Infografik: 60 Seconds - Things That Happen On Internet Every Sixty Seconds - by: Shanghai Web Designers

Infografik: 60 Sekunden im Internet: Social Media boomt

Besonders im Bereich Social Media passieren laut der Infografik in 60 Sekunden beeindruckend viele Dinge: So gibt es bei Facebook jede Minute mehr als 695.000 Status-Updates, 79.364 Wall-Posts und 510.040 neue Kommentare. Twitter verzeichnet mehr als 98.000 abgesetzte Tweets in der Minute, außerdem werden 320 neue Accounts erstellt. LinkedIn bringt es in gleicher Zeit auf über 100 neue Accounts. Beim Videoportal YouTube werden in 60 Sekunden mehr als 600 neue Videos hochgeladen, was einer zusammengerechneten Spieldauer von über 25 Stunden entspricht. Alle Skype-Telefonate zusammengenommen ergeben über 370.000 Minuten Gesprächszeit. Die Microblogging-Plattform Tumblr verzeichnet mehr als 20.000 neue Posts in der Minute, beim Bilderdienst Flickr werden in gleicher Zeit über 6.600 Bilder hochgeladen.

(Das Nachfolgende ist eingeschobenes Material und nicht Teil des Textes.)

//! Toast stack in the top-right corner, newest at the bottom.

use ratatui::{
    layout::Rect,
    style::{Modifier, Style},
    text::{Line, Span},
    widgets::{Block, BorderType, Borders, Clear, Paragraph, Wrap},
    Frame,
};

use crate::view_model::{Toast, ToastQueue, ToastVariant};

use super::theme::{COLOR_DIALOG_BG, COLOR_DIM, COLOR_ERROR, COLOR_MUTED, COLOR_SUCCESS};

const TOAST_WIDTH: u16 = 40;

pub fn render_toasts(frame: &mut Frame, area: Rect, toasts: &ToastQueue) {
    let width = TOAST_WIDTH.min(area.width);
    let x = area.x + area.width - width;
    let mut y = area.y + 1;
    for toast in toasts.iter() {
        let lines = toast_lines(toast);
        let height = lines.len() as u16 + 2;
        if y + height > area.y + area.height {
            break;
        }
        let rect = Rect::new(x, y, width, height);
        let color = variant_color(toast.variant);
        frame.render_widget(Clear, rect);
        frame.render_widget(
            Paragraph::new(lines)
                .wrap(Wrap { trim: true })
                .block(
                    Block::default()
                        .borders(Borders::ALL)
                        .border_type(BorderType::Rounded)
                        .border_style(Style::default().fg(color))
                        .style(Style::default().bg(COLOR_DIALOG_BG)),
                ),
            rect,
        );
        y += height;
    }
}

fn variant_color(variant: ToastVariant) -> ratatui::style::Color {
    match variant {
        ToastVariant::Success => COLOR_SUCCESS,
        ToastVariant::Destructive => COLOR_ERROR,
    }
}

pub(crate) fn toast_lines(toast: &Toast) -> Vec<Line<'static>> {
    let icon = if toast.is_error() { "✗ " } else { "✓ " };
    let color = variant_color(toast.variant);
    let mut lines = vec![
        Line::from(vec![
            Span::styled(icon, Style::default().fg(color)),
            Span::styled(
                toast.title.clone(),
                Style::default().fg(color).add_modifier(Modifier::BOLD),
            ),
        ]),
        Line::from(Span::styled(
            toast.description.clone(),
            Style::default().fg(COLOR_MUTED),
        )),
    ];
    if let Some(detail) = &toast.detail {
        lines.push(Line::from(Span::styled(
            detail.clone(),
            Style::default().fg(COLOR_DIM),
        )));
    }
    lines
}
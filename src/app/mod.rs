//! Application state and logic.
//!
//! [`App`] owns the screen stack, the per-screen view-models, the open
//! dialog, the toast queue and the channel that spawned tasks report back
//! on. Key handling lives in `handlers`, screen switching in `navigation`
//! and the task spawning in `actions`.

mod actions;
pub mod dialogs;
pub mod forms;
mod handlers;
mod messages;
mod navigation;
mod types;

pub use dialogs::{ConfirmAction, Dialog};
pub use forms::{CommentForm, Form, LoginForm, RegisterForm, TextField, TopicForm};
pub use messages::AppMessage;
pub use types::{Focus, Screen};

use std::sync::Arc;

use tokio::sync::mpsc;

use crate::adapters::LocalAuthService;
use crate::api::ForumClient;
use crate::config::ForumConfig;
use crate::content::help::FaqAccordion;
use crate::traits::{AuthService, Session};
use crate::view_model::{
    MountEpoch, PendingAction, ToastQueue, TopicDetailViewModel, TopicListViewModel,
};

/// Main application state
pub struct App {
    /// Flag to track if the app should quit
    pub should_quit: bool,
    /// Current screen being displayed
    pub screen: Screen,
    /// Focus within the topic screen
    pub focus: Focus,
    /// Home screen state
    pub topic_list: TopicListViewModel,
    /// Topic screen state
    pub topic_detail: TopicDetailViewModel,
    /// Selected comment on the topic screen
    pub comment_index: usize,
    /// "Добавить комментарий" form
    pub comment_form: CommentForm,
    /// Open modal dialog
    pub dialog: Option<Dialog>,
    /// Inline error of the open auth dialog that is not tied to a field
    pub dialog_error: Option<String>,
    /// A login/registration request is running
    pub auth_pending: bool,
    /// Signed-in user
    pub session: Option<Session>,
    /// Transient notifications
    pub toasts: ToastQueue,
    /// FAQ accordion on the help page
    pub faq: FaqAccordion,
    /// Vertical scroll of the static pages
    pub page_scroll: u16,
    /// Tick counter for animations
    pub tick_count: u64,
    /// Whether the UI needs to be redrawn
    pub needs_redraw: bool,
    /// Receiver for async messages (taken by the main loop)
    pub message_rx: Option<mpsc::UnboundedReceiver<AppMessage>>,
    /// Sender for async messages (clone this to pass to async tasks)
    pub message_tx: mpsc::UnboundedSender<AppMessage>,
    client: ForumClient,
    auth: Arc<dyn AuthService>,
    /// Bumped whenever an auth dialog opens or closes
    auth_epoch: MountEpoch,
}

impl std::fmt::Debug for App {
    fn fmt(&self, f: &mut std::fmt::Formatter<'_>) -> std::fmt::Result {
        f.debug_struct("App")
            .field("screen", &self.screen)
            .field("focus", &self.focus)
            .field("dialog", &self.dialog)
            .field("session", &self.session)
            .field("client", &self.client)
            .finish_non_exhaustive()
    }
}

impl App {
    /// Create an app over the given client and auth service.
    ///
    /// Nothing is loaded until [`App::start`] is called.
    pub fn new(client: ForumClient, auth: Arc<dyn AuthService>) -> Self {
        let (message_tx, message_rx) = mpsc::unbounded_channel();
        let session = auth.current_session();
        Self {
            should_quit: false,
            screen: Screen::Home,
            focus: Focus::default(),
            topic_list: TopicListViewModel::new(),
            topic_detail: TopicDetailViewModel::new(),
            comment_index: 0,
            comment_form: CommentForm::new(),
            dialog: None,
            dialog_error: None,
            auth_pending: false,
            session,
            toasts: ToastQueue::new(),
            faq: FaqAccordion::default(),
            page_scroll: 0,
            tick_count: 0,
            needs_redraw: true,
            message_rx: Some(message_rx),
            message_tx,
            client,
            auth,
            auth_epoch: MountEpoch::default(),
        }
    }

    /// Production wiring: reqwest transport and the local session stub.
    pub fn from_config(config: &ForumConfig) -> Self {
        Self::new(ForumClient::new(config), Arc::new(LocalAuthService::new()))
    }

    /// Mount the home screen and start loading topics.
    pub fn start(&mut self) {
        self.screen = Screen::Home;
        let ticket = self.topic_list.mount();
        self.spawn_load_topics(ticket);
    }

    pub fn client(&self) -> &ForumClient {
        &self.client
    }

    /// Mark the UI as needing a redraw
    pub fn mark_dirty(&mut self) {
        self.needs_redraw = true;
    }

    pub fn is_signed_in(&self) -> bool {
        self.session.is_some()
    }

    /// The action shown in the status line, if any is running on the
    /// visible screen.
    pub fn pending_action(&self) -> Option<PendingAction> {
        match self.screen {
            Screen::Home => self.topic_list.pending().next(),
            Screen::Topic(_) => self.topic_detail.pending().next(),
            _ => None,
        }
    }

    /// Move view-model notifications into the toast queue.
    pub(crate) fn collect_toasts(&mut self) {
        let mut toasts = self.topic_list.drain_toasts();
        toasts.extend(self.topic_detail.drain_toasts());
        if !toasts.is_empty() {
            self.toasts.extend(toasts);
            self.mark_dirty();
        }
    }

    /// Wait for the next task report. Used by tests driving the app
    /// without a terminal.
    pub async fn next_message(&mut self) -> Option<AppMessage> {
        match self.message_rx.as_mut() {
            Some(rx) => rx.recv().await,
            None => None,
        }
    }
}

#[cfg(test)]
mod tests {
    use super::*;
    use crate::adapters::MockHttpClient;

    fn test_app() -> App {
        let config = ForumConfig::default();
        let client = ForumClient::with_http(&config, Arc::new(MockHttpClient::new()));
        App::new(client, Arc::new(LocalAuthService::new()))
    }

    #[test]
    fn test_new_app_defaults() {
        let app = test_app();
        assert_eq!(app.screen, Screen::Home);
        assert!(app.dialog.is_none());
        assert!(!app.is_signed_in());
        assert!(app.needs_redraw);
        assert!(app.message_rx.is_some());
        assert!(app.pending_action().is_none());
    }
}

Downloads, E-Mails, Blog-Posts und neue Domains in einer Minute

Jede Minute werden über 13.000 iPhone Apps, mehr als 1.700 Versionen des Firefox Browsers sowie 50 mal WordPress heruntergeladen. Dazu kommen 125 Downloads von WordPress Plugins. Über Googles Suchmaschine werden in 60 Sekunden 694.445 Suchanfragen bearbeitet, das Fragenportal Answers.com nimmt 100 neue Fragen entgegen, bei Yahoo! Answers sind es 40. Die Blogosphäre wächst in gleicher Zeit um mehr als 60 neue Blogs an und generiert in 60 Sekunden über 1.500 neue Blog-Posts. Außerdem hat das Internet jede Minute mehr als 70 neue Domains zu verzeichnen und auch der E-Mail-Verkehr markiert mit 168 Millionen versandten Mails in 60 Sekunden eine beeindruckende Kennzahl.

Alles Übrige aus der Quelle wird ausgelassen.